• **Work to complete**:
Tally the lines below that contain the word "Serialize", then give the tally and nothing more.

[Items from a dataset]

=== Section Start ===

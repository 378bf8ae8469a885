//! HTTP route handlers for the Podqueue API
//!
//! - Spotify sign-in endpoints
//! - Playlist setup endpoints
//! - Scan trigger and progress endpoints
//! - Health check and status endpoints

pub mod auth;
pub mod health;
pub mod playlist;
pub mod scan;

pub use auth::auth_router;
pub use health::health_router;
pub use playlist::{parse_playlist_reference, playlist_router};
pub use scan::scan_router;

use axum::{extract::Extension, routing::get, Router};
use tower_http::trace::TraceLayer;

use crate::state::AppState;

/// Assemble every router
///
/// The session service is installed as an extension so that the
/// [`AuthUser`](crate::middleware::AuthUser) extractor can verify tokens.
pub fn api_router(state: AppState) -> Router {
    Router::new()
        .route("/", get(root))
        // /health, /health/live, /health/ready
        .nest("/health", health_router(state.health.clone()))
        // /auth/login, /auth/callback
        .nest("/auth", auth_router(state.clone()))
        // PUT|POST /playlist
        .nest("/playlist", playlist_router(state.clone()))
        // POST /scan, /scan/status, /scan/state
        .nest("/scan", scan_router(state.clone()))
        .layer(Extension(state.sessions.clone()))
        .layer(TraceLayer::new_for_http())
}

async fn root() -> &'static str {
    "Podqueue - smart podcast queue for Spotify"
}
//! Scan progress stages and their polled JSON form

use serde::Serialize;

use super::scan_state::ScanSummary;

/// Stage of a user's scan as seen by pollers
#[derive(Debug, Clone, PartialEq, Eq, Default)]
pub enum ScanStage {
    /// No scan recorded
    #[default]
    Idle,
    Starting,
    FetchingShows,
    FetchingEpisodes {
        processed: usize,
        total: usize,
        show: String,
    },
    Classifying,
    BatchPlanning,
    Writing {
        episodes: usize,
    },
    Done {
        summary: ScanSummary,
    },
    Failed {
        reason: String,
    },
}

impl ScanStage {
    /// Check if the scan has finished, successfully or not
    pub fn is_terminal(&self) -> bool {
        matches!(self, Self::Done { .. } | Self::Failed { .. })
    }

    /// Stable machine-readable stage name
    pub fn name(&self) -> &'static str {
        match self {
            Self::Idle => "idle",
            Self::Starting => "starting",
            Self::FetchingShows => "fetching_shows",
            Self::FetchingEpisodes { .. } => "fetching_episodes",
            Self::Classifying => "classifying",
            Self::BatchPlanning => "batch_planning",
            Self::Writing { .. } => "writing",
            Self::Done { .. } => "done",
            Self::Failed { .. } => "failed",
        }
    }

    /// Human-readable description of the stage
    pub fn message(&self) -> String {
        match self {
            Self::Idle => "No scan running".to_string(),
            Self::Starting => "Starting update...".to_string(),
            Self::FetchingShows => "Fetching saved shows...".to_string(),
            Self::FetchingEpisodes {
                processed,
                total,
                show,
            } if show.is_empty() => format!("({}/{}) Scanning shows", processed, total),
            Self::FetchingEpisodes {
                processed,
                total,
                show,
            } => format!("({}/{}) Scanned: {}", processed, total, show),
            Self::Classifying => "Sorting new episodes from backlog...".to_string(),
            Self::BatchPlanning => "Choosing the next backlog batch...".to_string(),
            Self::Writing { episodes } => {
                format!("Updating playlist with {} episodes...", episodes)
            }
            Self::Done { .. } => "Update complete!".to_string(),
            Self::Failed { reason } => format!("An error occurred: {}", reason),
        }
    }

    /// Progress counter and total for the stage
    pub fn counters(&self) -> (usize, usize) {
        match self {
            Self::FetchingEpisodes {
                processed, total, ..
            } => (*processed, *total),
            Self::Done { summary } => (summary.shows_scanned, summary.shows_scanned),
            _ => (0, 0),
        }
    }
}

/// Body of `GET /scan/status`
#[derive(Debug, Clone, PartialEq, Eq, Serialize)]
pub struct ProgressStatus {
    pub stage: &'static str,
    pub message: String,
    pub progress: usize,
    pub total: usize,
    pub is_done: bool,
    pub is_error: bool,
    #[serde(skip_serializing_if = "Option::is_none")]
    pub summary: Option<ScanSummary>,
}

impl From<&ScanStage> for ProgressStatus {
    fn from(stage: &ScanStage) -> Self {
        let (progress, total) = stage.counters();
        Self {
            stage: stage.name(),
            message: stage.message(),
            progress,
            total,
            is_done: matches!(stage, ScanStage::Done { .. }),
            is_error: matches!(stage, ScanStage::Failed { .. }),
            summary: match stage {
                ScanStage::Done { summary } => Some(summary.clone()),
                _ => None,
            },
        }
    }
}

=== Section End ===

• **Task answer**:
2